Veraticus / Dynamoid

Ruby ORM for Amazon's DynamoDB
http://joshsymonds.com/Dynamoid/
247 stars 83 forks source link

Duplicate entries in DynamoDB when updating an existing object #162

Open wagaboy opened 10 years ago

wagaboy commented 10 years ago

I have a model (shown below) that gets duplicated (observed from dynamodb console) when I update it. My sequence of operations, starting with an empty table:

User.create(...) # creates one item in the table
User.count # =1
u = User.first
u.first_name = "Bar"
u.save # Now there are two items in the table
User.count # = 2

Just calling u.save multiple times on the same object creates multiple entries. Am I missing something-- I'm fairly new to dynamodb and dynamoid.
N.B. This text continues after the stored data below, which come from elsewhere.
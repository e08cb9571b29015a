//! Phone format negotiation.
//!
//! The CRM's phone validator accepts an undocumented subset of encodings, and
//! creation-time validation is stricter than update-time validation. Rather than
//! guess a fixed rule, the negotiator writes each candidate encoding in priority
//! order and keeps the first one the service accepts.

use std::sync::Arc;

use serde::{Deserialize, Serialize};
use serde_json::Value;
use thiserror::Error;
use tracing::{info, warn};

use crate::crm::{CrmBackend, CrmError, EntityType, Payload};
use crate::fields::{PhoneEntry, PhoneKind, PHONE_NUMBER, PHONE_NUMBER_DATA};

pub mod handlers;

/// Longest CRM response body kept per rejected attempt.
const MAX_REASON_LEN: usize = 200;

// ────────────────────────────────────────────────────────────────────────────
// Encodings
// ────────────────────────────────────────────────────────────────────────────

#[derive(Debug, Clone, Copy, PartialEq, Eq, Serialize, Deserialize)]
#[serde(rename_all = "snake_case")]
pub enum PhoneEncoding {
    /// `+15552001234`
    International,
    /// `+1-555-200-1234`
    InternationalDashed,
    /// `555-200-1234`
    Dashed,
    /// `(555) 200-1234`
    Parenthesized,
    /// `555.200.1234`
    Dotted,
    /// `5552001234`
    Bare,
    /// `1-555-200-1234`
    LeadingOneDashed,
}

impl PhoneEncoding {
    /// Renders a canonical 10-digit number. Anything else is passed through untouched.
    pub fn render(self, digits: &str) -> String {
        if digits.len() != 10 || !digits.chars().all(|c| c.is_ascii_digit()) {
            return digits.to_string();
        }
        let (area, exchange, line) = (&digits[..3], &digits[3..6], &digits[6..]);
        match self {
            PhoneEncoding::International => format!("+1{digits}"),
            PhoneEncoding::InternationalDashed => format!("+1-{area}-{exchange}-{line}"),
            PhoneEncoding::Dashed => format!("{area}-{exchange}-{line}"),
            PhoneEncoding::Parenthesized => format!("({area}) {exchange}-{line}"),
            PhoneEncoding::Dotted => format!("{area}.{exchange}.{line}"),
            PhoneEncoding::Bare => digits.to_string(),
            PhoneEncoding::LeadingOneDashed => format!("1-{area}-{exchange}-{line}"),
        }
    }
}

/// Priority-ordered encodings. `preferred` (one that already worked in this
/// conversation) jumps to the front.
pub fn candidate_encodings(
    international_first: bool,
    preferred: Option<PhoneEncoding>,
) -> Vec<PhoneEncoding> {
    use PhoneEncoding::*;

    let mut order = if international_first {
        vec![
            International,
            InternationalDashed,
            Dashed,
            Parenthesized,
            Dotted,
            Bare,
            LeadingOneDashed,
        ]
    } else {
        vec![
            Dashed,
            Parenthesized,
            Dotted,
            Bare,
            International,
            InternationalDashed,
            LeadingOneDashed,
        ]
    };

    if let Some(p) = preferred {
        order.retain(|e| *e != p);
        order.insert(0, p);
    }
    order
}

/// `{"phoneNumberData": [...]}` with every entry rendered in `encoding`.
pub fn phone_payload(entries: &[PhoneEntry], encoding: PhoneEncoding) -> Payload {
    let data = entries
        .iter()
        .map(|e| e.to_crm(&encoding.render(&e.number)))
        .collect();
    let mut payload = Payload::new();
    payload.insert(PHONE_NUMBER_DATA.to_string(), Value::Array(data));
    payload
}

/// How the number travels in the update body.
#[derive(Debug, Clone, Copy, PartialEq, Eq, Serialize)]
#[serde(rename_all = "snake_case")]
pub enum PhoneShape {
    /// `phoneNumberData: [{phoneNumber, type, primary}, ...]`
    Collection,
    /// `phoneNumber: "..."`. Some layouts only validate the plain field, and it
    /// can only carry one number.
    Scalar,
}

fn shaped_payload(entries: &[PhoneEntry], encoding: PhoneEncoding, shape: PhoneShape) -> Payload {
    match (shape, entries) {
        (PhoneShape::Scalar, [entry]) => {
            let mut payload = Payload::new();
            payload.insert(
                PHONE_NUMBER.to_string(),
                Value::String(encoding.render(&entry.number)),
            );
            payload
        }
        _ => phone_payload(entries, encoding),
    }
}

// ────────────────────────────────────────────────────────────────────────────
// Results
// ────────────────────────────────────────────────────────────────────────────

#[derive(Debug, Clone, PartialEq, Serialize)]
pub struct WorkingFormat {
    pub encoding: PhoneEncoding,
    pub shape: PhoneShape,
    /// Numbers exactly as written to the CRM.
    pub rendered: Vec<String>,
    /// Write requests issued, including the successful one.
    pub attempts: usize,
}

#[derive(Debug, Clone, PartialEq, Serialize)]
pub struct RejectedAttempt {
    pub encoding: PhoneEncoding,
    pub shape: PhoneShape,
    pub status: Option<u16>,
    pub reason: String,
}

#[derive(Debug, Error)]
pub enum NegotiationError {
    #[error("CRM rejected every phone format ({} tried)", attempts.len())]
    Exhausted { attempts: Vec<RejectedAttempt> },

    #[error("CRM unreachable while attaching phone: {0}")]
    Transport(CrmError),

    #[error("no phone numbers to attach")]
    Empty,
}

impl NegotiationError {
    /// One-line explanation for outcome reports.
    pub fn summary(&self) -> String {
        match self {
            NegotiationError::Exhausted { attempts } => {
                let tried: Vec<String> = attempts
                    .iter()
                    .map(|a| {
                        let label = match a.shape {
                            PhoneShape::Collection => format!("{:?}", a.encoding),
                            PhoneShape::Scalar => format!("{:?}/scalar", a.encoding),
                        };
                        match a.status {
                            Some(status) => format!("{label} ({status})"),
                            None => label,
                        }
                    })
                    .collect();
                format!("CRM rejected every phone format tried: {}", tried.join(", "))
            }
            other => other.to_string(),
        }
    }
}

fn truncate(body: &str) -> String {
    match body.char_indices().nth(MAX_REASON_LEN) {
        Some((cut, _)) => format!("{}…", &body[..cut]),
        None => body.to_string(),
    }
}

// ────────────────────────────────────────────────────────────────────────────
// Negotiator
// ────────────────────────────────────────────────────────────────────────────

#[derive(Clone)]
pub struct FormatNegotiator {
    crm: Arc<dyn CrmBackend>,
    international_first: bool,
}

impl FormatNegotiator {
    pub fn new(crm: Arc<dyn CrmBackend>, international_first: bool) -> Self {
        Self {
            crm,
            international_first,
        }
    }

    pub fn candidates(&self, preferred: Option<PhoneEncoding>) -> Vec<PhoneEncoding> {
        candidate_encodings(self.international_first, preferred)
    }

    /// Attaches a single phone number to an existing record.
    pub async fn attach_phone(
        &self,
        entity: EntityType,
        id: &str,
        digits: &str,
        kind: PhoneKind,
        is_primary: bool,
    ) -> Result<WorkingFormat, NegotiationError> {
        let entry = PhoneEntry::new(digits.to_string(), kind, is_primary);
        self.attach_phones(entity, id, &[entry], None).await
    }

    /// Writes the whole phone collection to an existing record, one update per
    /// candidate encoding, stopping at the first accepted write.
    ///
    /// The collection shape goes first. A single number then gets a second round
    /// through the scalar `phoneNumber` field. Rejections (4xx/5xx) move on to the
    /// next candidate. Transport failures stop immediately.
    pub async fn attach_phones(
        &self,
        entity: EntityType,
        id: &str,
        entries: &[PhoneEntry],
        preferred: Option<PhoneEncoding>,
    ) -> Result<WorkingFormat, NegotiationError> {
        if entries.is_empty() {
            return Err(NegotiationError::Empty);
        }

        let candidates = self.candidates(preferred);
        let shapes: &[PhoneShape] = if entries.len() == 1 {
            &[PhoneShape::Collection, PhoneShape::Scalar]
        } else {
            &[PhoneShape::Collection]
        };
        let total = candidates.len() * shapes.len();
        let mut rejected = Vec::new();

        let attempts: Vec<(PhoneShape, PhoneEncoding)> = shapes
            .iter()
            .flat_map(|shape| candidates.iter().map(move |encoding| (*shape, *encoding)))
            .collect();
        for (i, (shape, encoding)) in attempts.into_iter().enumerate() {
            let payload = shaped_payload(entries, encoding, shape);
            info!(
                "Trying phone format {}/{total} ({encoding:?}, {shape:?}) on {entity} {id}",
                i + 1
            );

            match self.crm.update(entity, id, &payload).await {
                Ok(()) => {
                    info!("Phone format {encoding:?} ({shape:?}) accepted for {entity} {id}");
                    return Ok(WorkingFormat {
                        encoding,
                        shape,
                        rendered: entries.iter().map(|e| encoding.render(&e.number)).collect(),
                        attempts: i + 1,
                    });
                }
                Err(e) if e.is_transport() => {
                    warn!("Aborting phone negotiation for {entity} {id}: {e}");
                    return Err(NegotiationError::Transport(e));
                }
                Err(e) => {
                    warn!("Phone format {encoding:?} ({shape:?}) rejected for {entity} {id}: {e}");
                    rejected.push(RejectedAttempt {
                        encoding,
                        shape,
                        status: e.status(),
                        reason: truncate(&e.to_string()),
                    });
                }
            }
        }

        Err(NegotiationError::Exhausted { attempts: rejected })
    }
}
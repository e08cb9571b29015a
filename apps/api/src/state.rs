use std::sync::Arc;

use crate::attachments::AttachmentLinker;
use crate::config::Config;
use crate::crm::CrmBackend;
use crate::matching::MatchResolver;
use crate::negotiation::FormatNegotiator;
use crate::reconcile::Reconciler;

/// Shared application state injected into all route handlers via Axum extractors.
#[derive(Clone)]
pub struct AppState {
    /// CRM backend. Default: EspoClient over reqwest.
    pub crm: Arc<dyn CrmBackend>,
    pub reconciler: Reconciler,
    pub resolver: MatchResolver,
    pub negotiator: FormatNegotiator,
    pub linker: AttachmentLinker,
}

impl AppState {
    /// Wires every component to the same CRM backend.
    pub fn new(crm: Arc<dyn CrmBackend>, config: &Config) -> Self {
        let resolver = MatchResolver::new(crm.clone());
        let negotiator = FormatNegotiator::new(crm.clone(), config.international_phones);
        Self {
            reconciler: Reconciler::new(crm.clone(), resolver.clone(), negotiator.clone()),
            linker: AttachmentLinker::new(crm.clone()),
            negotiator,
            resolver,
            crm,
        }
    }
}
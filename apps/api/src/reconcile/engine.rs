//! Create-or-merge decision for one incoming field map.
//!
//! Searching → NotFound → Creating, Searching → Found → Merging, and
//! Creating → Conflict (409) → Merging. Every CRM call is awaited in sequence.

use std::sync::Arc;

use chrono::{DateTime, Utc};
use tracing::{info, warn};

use crate::crm::{CrmBackend, CrmError, CrmRecord, EntityType, Payload};
use crate::fields::{identity_fields, FieldMap, FIRST_NAME, LAST_NAME, NAME};
use crate::matching::MatchResolver;
use crate::negotiation::{phone_payload, FormatNegotiator, NegotiationError, PhoneEncoding};
use crate::reconcile::context::ConversationContext;
use crate::reconcile::outcome::{
    ReconcileReport, ReconciliationOutcome, UnresolvedField, PHONE_LABEL,
};

#[derive(Debug, Clone)]
pub struct ReconcileRequest {
    pub entity: EntityType,
    pub fields: FieldMap,
    /// Known record to merge into; skips searching.
    pub record_id: Option<String>,
    pub preferred_phone_encoding: Option<PhoneEncoding>,
}

impl ReconcileRequest {
    pub fn new(entity: EntityType, fields: FieldMap) -> Self {
        Self {
            entity,
            fields,
            record_id: None,
            preferred_phone_encoding: None,
        }
    }

    /// Picks the target record and phone preference from the conversation.
    ///
    /// An explicit id always wins. Without one, the remembered record is used
    /// only when the caller supplied no identity fields: naming someone starts
    /// a new lookup.
    pub fn with_context(
        mut self,
        explicit_id: Option<String>,
        context: &ConversationContext,
        now: DateTime<Utc>,
    ) -> Self {
        self.record_id = explicit_id.or_else(|| {
            if self.fields.identity(self.entity).is_empty() {
                context.current(self.entity, now).map(|r| r.id.clone())
            } else {
                None
            }
        });
        self.preferred_phone_encoding = context.phone_encoding;
        self
    }
}

#[derive(Debug, Clone, Copy, PartialEq, Eq)]
enum FoundVia {
    Context,
    Name,
    Email,
}

/// What a merge managed to write before it finished or failed.
#[derive(Debug, Default)]
struct MergeProgress {
    changed: Vec<String>,
    unresolved: Vec<UnresolvedField>,
    encoding: Option<PhoneEncoding>,
}

impl MergeProgress {
    fn failure(&self, err: impl std::fmt::Display) -> String {
        if self.changed.is_empty() {
            format!("CRM unreachable during update: {err}")
        } else {
            format!(
                "CRM unreachable during update: {err} (already written: {})",
                self.changed.join(", ")
            )
        }
    }
}

struct Merged {
    id: String,
    name: String,
    progress: MergeProgress,
}

#[derive(Clone)]
pub struct Reconciler {
    crm: Arc<dyn CrmBackend>,
    resolver: MatchResolver,
    negotiator: FormatNegotiator,
}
Or is this a bug or a known issue.

My Model

class User
  include Dynamoid::Document

  field :email
  field :provider
  field :uid

  # Do not allow modification of first and last name.
  field :first_name
  field :last_name
  field :bio
  field :roles, :set

  index [:uid, :provider]
  ...
wagaboy commented 10 years ago

Details about my setup: aws-sdk (1.24.0) dynamoid (0.7.1) rails (3.2.14) ruby 1.9.3p392

jasoncox commented 10 years ago

I've noticed this too, no duplicates are created if you set the key to something else like:

table :key => :user_id

Also on the duplicates the id hash remains the same but appended with a changing number .123, is this some kind of versioning - Any ideas on this?

jasoncox commented 10 years ago

This is a feature of Dynamoid - see Partitioning :+1:

From Readme: Dynamoid attempts to obviate this problem transparently by employing a partitioning strategy to divide up keys randomly across DynamoDB's servers. Each ID is assigned an additional number (by default 0 to 199, but you can increase the partition size in Dynamoid's configuration) upon save; when read, all 200 hashes are retrieved simultaneously and the most recently updated one is returned to the application. This results in a significant net performance increase, and is usually invisible to the application itself. It does, however, bring up the important issue of provisioning your DynamoDB tables correctly.

With partitioning enabled I suppose .count is not returning the expected result?

ngordon17 commented 9 years ago

@jasoncox the issue has nothing to do with partitioning.

@wagaboy you are getting this behavior because you are saving the field and Dynamoid is automatically filling in the 'id' field with a randomly generated string since you haven't specified what the table key should be (which is why @jasoncox's solution works). However, when you do User.find, it is querying using the index you used and thus is only pulling in the fields from the index and not the saved 'id'. Now you are resaving the object, but the 'id' field is blank and so Dynamoid is generating another random id and resaving the object with that new 'id' resulting in what appear to be two separate objects since User.count queries the table with the primary key not the table with your index. Note that the index table will actually only have one user. This should probably be fixed so that when you query on an index it also loads the primary key, but in the meantime I would suggest specifying your own primary key so that you don't run into the issue or make sure to load the id field in before saving.